O efeito cômico é inevitável. Todo mundo sabe que o advogado não poderia dizer nada que prejudicasse seu cliente. Se fizesse isso ele poderia perder sua inscrição na Ordem dos Advogados em razão de trair a confiança que lhe foi depositada.

As relações entre Sérgio Moro e a imprensa são bem conhecidas. Elas já foram objeto de muita reflexão. Ao proferir seu voto no julgamento do HC 164493, o Ministro Gilmar Mendes fez questão de condenar o conluio entre o juiz e os jornalistas https://diariodonordeste.verdesmares.com.br/politica/gilmar-vota-pela-parcialidade-de-moro-e-fala-em-maior-escandalo-judicial-da-historia-acompanhe-1.3057731.
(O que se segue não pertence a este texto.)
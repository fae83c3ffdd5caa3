use adw::prelude::*;
use adw::Application;
use gtk4 as gtk;
use std::rc::Rc;

use crate::app::{AppConfig, Route};
use crate::bank::mock;
use crate::bank::models::{DashboardData, DashboardVariant};
use crate::notify::Notice;
use crate::ui::avatar::AvatarLoader;
use crate::ui::chat_view::ChatView;
use crate::ui::sidebar::Sidebar;
use crate::ui::stat_card::StatCard;
use crate::ui::transaction_list::TransactionList;

/// Main area for one dataset: stat row, then charts beside the card and
/// transaction list.
fn build_layout(data: &DashboardData, avatars: &AvatarLoader) -> gtk::Widget {
    let root = gtk::Box::new(gtk::Orientation::Vertical, 24);

    let stats = gtk::Box::new(gtk::Orientation::Horizontal, 24);
    stats.set_homogeneous(true);
    for stat in &data.stats {
        stats.append(&StatCard::new(stat));
    }
    root.append(&stats);

    let body = gtk::Box::new(gtk::Orientation::Horizontal, 24);
    let charts = gtk::Box::new(gtk::Orientation::Vertical, 24);
    charts.set_hexpand(true);
    for spec in &data.charts {
        charts.append(&crate::ui::chart::chart_card(spec));
    }
    body.append(&charts);

    let side = gtk::Box::new(gtk::Orientation::Vertical, 24);
    side.set_size_request(360, -1);
    if let Some(card) = &data.card {
        side.append(&crate::ui::bank_card::card_widget(card));
    }
    let transactions = TransactionList::new();
    transactions.set_items(&data.transactions, avatars);
    side.append(&transactions.widget());
    body.append(&side);
    root.append(&body);

    root.upcast()
}

pub fn show_dashboard_window(app: &Application, config: &AppConfig, notice: Option<Notice>) {
    let window = adw::ApplicationWindow::builder()
        .application(app)
        .title("Alltius")
        .default_width(1280)
        .default_height(820)
        .build();

    let overlay = adw::ToastOverlay::new();
    let avatars = AvatarLoader::new(config);

    let split = gtk::Box::new(gtk::Orientation::Horizontal, 0);
    let sidebar = Rc::new(Sidebar::new());
    split.append(&sidebar.widget());

    // Header row stays put while the layout below it is swapped.
    let main = gtk::Box::new(gtk::Orientation::Vertical, 24);
    main.set_margin_top(32);
    main.set_margin_bottom(32);
    main.set_margin_start(32);
    main.set_margin_end(32);

    let header_row = gtk::Box::new(gtk::Orientation::Horizontal, 16);
    let heading = gtk::Label::new(None);
    heading.add_css_class("title-1");
    heading.set_halign(gtk::Align::Start);
    heading.set_hexpand(true);
    header_row.append(&heading);
    let search = gtk::Entry::new();
    search.set_placeholder_text(Some("Search"));
    search.set_primary_icon_name(Some("system-search-symbolic"));
    search.set_width_chars(24);
    header_row.append(&search);
    let chat_btn = gtk::Button::from_icon_name("chat-bubbles-symbolic");
    chat_btn.add_css_class("flat");
    chat_btn.set_tooltip_text(Some("Open assistant"));
    header_row.append(&chat_btn);
    let bell = gtk::Overlay::new();
    let bell_btn = gtk::Button::from_icon_name("preferences-system-notifications-symbolic");
    bell_btn.add_css_class("flat");
    bell.set_child(Some(&bell_btn));
    let dot = gtk::Box::new(gtk::Orientation::Horizontal, 0);
    dot.add_css_class("bell-dot");
    dot.set_halign(gtk::Align::End);
    dot.set_valign(gtk::Align::Start);
    bell.add_overlay(&dot);
    header_row.append(&bell);
    header_row.append(&avatars.avatar("AS", 40));
    main.append(&header_row);

    let content = gtk::Box::new(gtk::Orientation::Vertical, 0);
    main.append(&content);

    let scroller = gtk::ScrolledWindow::builder()
        .vexpand(true)
        .hexpand(true)
        .child(&main)
        .build();
    split.append(&scroller);

    // The assistant floats above everything else in the window.
    let stage = gtk::Overlay::new();
    stage.set_child(Some(&split));
    let chat = ChatView::new(config, &overlay);
    stage.add_overlay(&chat.widget());
    overlay.set_child(Some(&stage));

    let container = gtk::Box::new(gtk::Orientation::Vertical, 0);
    let header = adw::HeaderBar::new();
    let title = gtk::Label::new(Some("Alltius"));
    header.set_title_widget(Some(&title));
    container.append(&header);
    container.append(&overlay);
    window.set_content(Some(&container));

    let show_variant = {
        let sidebar = sidebar.clone();
        let avatars = avatars.clone();
        move |variant: DashboardVariant| {
            log::info!("showing {variant:?} dashboard");
            let data = mock::dataset(variant);
            heading.set_label(&data.heading);
            while let Some(child) = content.first_child() {
                content.remove(&child);
            }
            content.append(&build_layout(&data, &avatars));
            sidebar.set_active(variant);
        }
    };
    show_variant(config.default_variant);
    let show_variant = Rc::new(show_variant);
    sidebar.connect_variant_selected(move |v| show_variant(v));
    {
        let chat = chat.clone();
        chat_btn.connect_clicked(move |_| chat.open());
    }
    sidebar.connect_messages(move || chat.open());
    {
        let app = app.clone();
        let window = window.clone();
        let config = config.clone();
        sidebar.connect_logout(move || {
            crate::app::navigate(&app, Route::Login, &config, None);
            window.close();
        });
    }

    window.present();

    if let Some(notice) = notice {
        crate::ui::toast::show(&overlay, &notice, config.toast_timeout_secs);
    }
}
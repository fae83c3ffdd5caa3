use gtk4::prelude::*;
use gtk4 as gtk;

use crate::bank::models::TransactionRecord;
use crate::ui::avatar::AvatarLoader;

pub struct TransactionList {
    root: gtk::Box,
    list: gtk::ListBox,
}

impl TransactionList {
    pub fn new() -> Self {
        let root = gtk::Box::new(gtk::Orientation::Vertical, 12);
        root.add_css_class("card-surface");

        let title = gtk::Label::new(Some("Recent Transactions"));
        title.add_css_class("title-4");
        title.set_halign(gtk::Align::Start);
        root.append(&title);

        let list = gtk::ListBox::new();
        list.set_selection_mode(gtk::SelectionMode::None);
        list.add_css_class("boxed-list");
        root.append(&list);

        Self { root, list }
    }

    pub fn widget(&self) -> gtk::Widget {
        self.root.clone().upcast()
    }

    /// Replaces the rows. Records are shown in the order given.
    pub fn set_items(&self, items: &[TransactionRecord], avatars: &AvatarLoader) {
        while let Some(child) = self.list.first_child() {
            self.list.remove(&child);
        }
        for tx in items {
            let row = gtk::Box::new(gtk::Orientation::Horizontal, 12);
            row.set_widget_name(&format!("transaction-{}", tx.id));
            row.set_margin_top(10);
            row.set_margin_bottom(10);
            row.set_margin_start(10);
            row.set_margin_end(10);

            row.append(&avatars.avatar(&tx.icon, 36));

            let text = gtk::Box::new(gtk::Orientation::Vertical, 2);
            text.set_hexpand(true);
            let name = gtk::Label::new(Some(&tx.name));
            name.set_halign(gtk::Align::Start);
            name.add_css_class("heading");
            text.append(&name);
            let subtitle = match &tx.card {
                Some(card) => format!("{} · {card}", tx.date),
                None => tx.date.clone(),
            };
            let date = gtk::Label::new(Some(&subtitle));
            date.set_halign(gtk::Align::Start);
            date.add_css_class("dim-label");
            date.add_css_class("caption");
            text.append(&date);
            row.append(&text);

            let amount = gtk::Label::new(Some(&tx.amount_label()));
            amount.add_css_class("amount");
            row.append(&amount);

            self.list.append(&row);
        }
    }
}
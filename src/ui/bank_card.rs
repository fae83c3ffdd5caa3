use gtk4::prelude::*;
use gtk4 as gtk;

use crate::bank::models::CardInfo;
use crate::utils::format_usd;

pub fn card_widget(card: &CardInfo) -> gtk::Widget {
    let root = gtk::Box::new(gtk::Orientation::Vertical, 16);
    root.add_css_class("bank-card");
    root.set_size_request(320, 190);

    let top = gtk::Box::new(gtk::Orientation::Horizontal, 0);
    let balance = gtk::Label::new(Some(&format_usd(card.balance)));
    balance.add_css_class("title-2");
    balance.set_halign(gtk::Align::Start);
    balance.set_hexpand(true);
    top.append(&balance);
    let chip = gtk::Image::from_icon_name("credit-card-symbolic");
    chip.set_pixel_size(28);
    top.append(&chip);
    root.append(&top);

    let number = gtk::Label::new(Some(&card.number));
    number.add_css_class("bank-card-number");
    number.set_halign(gtk::Align::Start);
    number.set_vexpand(true);
    number.set_valign(gtk::Align::Center);
    root.append(&number);

    let bottom = gtk::Box::new(gtk::Orientation::Horizontal, 0);
    for (caption, value, expand) in [("Card Holder", &card.holder, true), ("Expires", &card.expires, false)] {
        let col = gtk::Box::new(gtk::Orientation::Vertical, 2);
        col.set_hexpand(expand);
        let c = gtk::Label::new(Some(caption));
        c.add_css_class("caption");
        c.set_halign(gtk::Align::Start);
        c.set_opacity(0.7);
        let v = gtk::Label::new(Some(value));
        v.set_halign(gtk::Align::Start);
        col.append(&c);
        col.append(&v);
        bottom.append(&col);
    }
    root.append(&bottom);

    root.upcast()
}
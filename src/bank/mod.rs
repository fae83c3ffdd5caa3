pub mod avatar;
pub mod mock;
pub mod models;
pub mod avatar;
pub mod bank_card;
pub mod chart;
pub mod chat_view;
pub mod dashboard;
pub mod login;
pub mod sidebar;
pub mod stat_card;
pub mod style;
pub mod toast;
pub mod transaction_list;
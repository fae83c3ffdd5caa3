//! Literal datasets behind each dashboard layout.

use super::models::{
    CardInfo, ChartKind, ChartSpec, DashboardData, DashboardVariant, DataPoint, StatCardData,
    TransactionRecord, Trend,
};
use crate::utils::format_usd_whole;

const BALANCE: f64 = 6480.0;

fn stat(title: &str, value: &str, icon: &'static str, trend: Option<(f64, bool)>) -> StatCardData {
    StatCardData {
        title: title.to_string(),
        value: value.to_string(),
        icon,
        trend: trend.map(|(value, is_positive)| Trend { value, is_positive }),
    }
}

fn tx(id: u32, name: &str, date: &str, amount: f64, icon: &str, card: Option<&str>) -> TransactionRecord {
    TransactionRecord {
        id,
        name: name.to_string(),
        date: date.to_string(),
        amount,
        icon: icon.to_string(),
        card: card.map(str::to_string),
    }
}

fn series(title: &str, kind: ChartKind, points: &[(&str, f64)]) -> ChartSpec {
    ChartSpec {
        title: title.to_string(),
        kind,
        points: points
            .iter()
            .map(|(category, amount)| DataPoint { category: category.to_string(), amount: *amount })
            .collect(),
    }
}

fn primary_card() -> CardInfo {
    CardInfo {
        number: "4568 8456 9874 2468".into(),
        holder: "Alex Smith".into(),
        expires: "05/25".into(),
        balance: BALANCE,
    }
}

fn weekly_spending() -> ChartSpec {
    series(
        "Spending Overview",
        ChartKind::Area,
        &[
            ("Mon", 120.0),
            ("Tue", 200.0),
            ("Wed", 150.0),
            ("Thu", 300.0),
            ("Fri", 250.0),
            ("Sat", 180.0),
            ("Sun", 220.0),
        ],
    )
}

fn recent_transactions() -> Vec<TransactionRecord> {
    vec![
        tx(1, "Dribbble Pro", "Apr 18, 2024", 60.00, "dribbble", None),
        tx(2, "Apple Pro", "Apr 18, 2024", 26.00, "apple", None),
        tx(3, "Pizza Hub", "Apr 18, 2024", 36.00, "pizza", None),
    ]
}

fn headline_stats() -> Vec<StatCardData> {
    vec![
        stat("Total Balance", &format_usd_whole(BALANCE), "wallet-symbolic", Some((12.0, true))),
        stat("Monthly Spending", "$2,460", "money-symbolic", Some((8.0, false))),
        stat("Active Cards", "3", "credit-card-symbolic", None),
    ]
}

pub fn dataset(variant: DashboardVariant) -> DashboardData {
    match variant {
        DashboardVariant::Overview => DashboardData {
            heading: "Welcome back, Alex".into(),
            stats: headline_stats(),
            charts: vec![weekly_spending()],
            transactions: recent_transactions(),
            card: None,
        },
        DashboardVariant::Statistics => DashboardData {
            heading: "Statistics".into(),
            stats: vec![
                stat("Income", "$8,250", "go-up-symbolic", Some((4.5, true))),
                stat("Expenses", "$2,460", "go-down-symbolic", Some((8.0, false))),
                stat("Savings Rate", "70%", "starred-symbolic", Some((3.0, true))),
            ],
            charts: vec![
                series(
                    "Monthly Expenses",
                    ChartKind::Bar,
                    &[
                        ("Jan", 2100.0),
                        ("Feb", 1850.0),
                        ("Mar", 2300.0),
                        ("Apr", 2460.0),
                        ("May", 1980.0),
                        ("Jun", 2240.0),
                    ],
                ),
                series(
                    "Spending by Category",
                    ChartKind::Pie,
                    &[
                        ("Shopping", 840.0),
                        ("Food", 620.0),
                        ("Bills", 540.0),
                        ("Entertainment", 260.0),
                        ("Other", 200.0),
                    ],
                ),
            ],
            transactions: recent_transactions(),
            card: None,
        },
        DashboardVariant::Wallet => DashboardData {
            heading: "My Cards".into(),
            stats: vec![
                stat("Card Balance", &format_usd_whole(BALANCE), "wallet-symbolic", Some((12.0, true))),
                stat("Credit Limit", "$10,000", "credit-card-symbolic", None),
            ],
            charts: vec![weekly_spending()],
            transactions: vec![
                tx(1, "Netflix", "Apr 17, 2024", 15.99, "netflix", Some("Visa •••• 2468")),
                tx(2, "Uber", "Apr 16, 2024", 24.50, "uber", Some("Visa •••• 2468")),
                tx(3, "Starbucks", "Apr 16, 2024", 6.75, "starbucks", Some("Mastercard •••• 1190")),
                tx(4, "Amazon", "Apr 15, 2024", 89.99, "amazon", Some("Visa •••• 2468")),
            ],
            card: Some(primary_card()),
        },
        DashboardVariant::Transfers => DashboardData {
            heading: "Transfers".into(),
            stats: vec![
                stat("Sent This Month", "$1,250", "send-to-symbolic", Some((5.0, false))),
                stat("Received This Month", "$3,400", "mail-inbox-symbolic", Some((9.0, true))),
                stat("Favorites", "2", "starred-symbolic", None),
            ],
            charts: vec![series(
                "Transfers per Week",
                ChartKind::Bar,
                &[("W1", 300.0), ("W2", 450.0), ("W3", 200.0), ("W4", 300.0)],
            )],
            transactions: vec![
                tx(1, "John Doe", "Apr 18, 2024", 250.00, "JD", Some("Transfer")),
                tx(2, "Jane Smith", "Apr 12, 2024", 500.00, "JS", Some("Transfer")),
                tx(3, "John Doe", "Apr 03, 2024", 500.00, "JD", Some("Transfer")),
            ],
            card: None,
        },
        DashboardVariant::Spending => DashboardData {
            heading: "Spending".into(),
            stats: vec![
                stat("Monthly Spending", "$2,460", "money-symbolic", Some((8.0, false))),
                stat("Daily Average", "$82", "x-office-calendar-symbolic", Some((2.0, false))),
            ],
            charts: vec![
                weekly_spending(),
                series(
                    "Where It Went",
                    ChartKind::Pie,
                    &[("Subscriptions", 86.0), ("Food", 36.0), ("Tech", 26.0)],
                ),
            ],
            transactions: recent_transactions(),
            card: Some(primary_card()),
        },
    }
}

#[cfg(test)]
mod tests {
    use super::*;

    #[test]
    fn overview_matches_reference_layout() {
        let data = dataset(DashboardVariant::Overview);
        assert_eq!(data.stats[0].value, "$6,480");
        assert_eq!(data.stats[0].trend.unwrap().label(), "+12%");
        assert_eq!(data.stats[1].trend.unwrap().label(), "-8%");
        assert!(data.stats[2].trend.is_none());
        let amounts: Vec<f64> = data.charts[0].points.iter().map(|p| p.amount).collect();
        assert_eq!(amounts, [120.0, 200.0, 150.0, 300.0, 250.0, 180.0, 220.0]);
        let names: Vec<&str> = data.transactions.iter().map(|t| t.name.as_str()).collect();
        assert_eq!(names, ["Dribbble Pro", "Apple Pro", "Pizza Hub"]);
    }

    #[test]
    fn every_variant_has_content() {
        for variant in DashboardVariant::ALL {
            let data = dataset(variant);
            assert!(!data.stats.is_empty(), "{variant:?}");
            assert!(!data.charts.is_empty(), "{variant:?}");
            assert!(!data.transactions.is_empty(), "{variant:?}");
        }
    }

    #[test]
    fn transaction_ids_are_unique_per_variant() {
        for variant in DashboardVariant::ALL {
            let mut ids: Vec<u32> = dataset(variant).transactions.iter().map(|t| t.id).collect();
            ids.sort_unstable();
            ids.dedup();
            assert_eq!(ids.len(), dataset(variant).transactions.len());
        }
    }
}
A imprensa tem interesse no resultado do julgamento do HC 193.726. Portanto, nenhum jornalista pode ser advogado e testemunha de defesa de Sérgio Moro e da Lava Jato num processo em que, aliás, eles não figuram como partes. Caso contrário, além de afrontar a dignidade e a autonomia do Judiciário, o jornalista transformará o julgamento do dia 14 d abril de 2021 em uma reedição brasileira da cena do filme The Lady From Shanghai.

Essa avacalhação da Suprema Corte brasileira é realmente necessária? A quem o senhor Merval Pereira está servindo ao tentar obrigar os Ministros do STF a se submeter às racionalizações de um advogado/testemunha não autorizado a participar do julgamento? Orson Welles concebeu aquela cena para ridicularizar a maneira séria como o cinema norte-americano estava acostumado a retratar os julgamentos nos EUA e não para fornecer ao imortal brasileiro um roteiro para rebaixar a credibilidade do STF.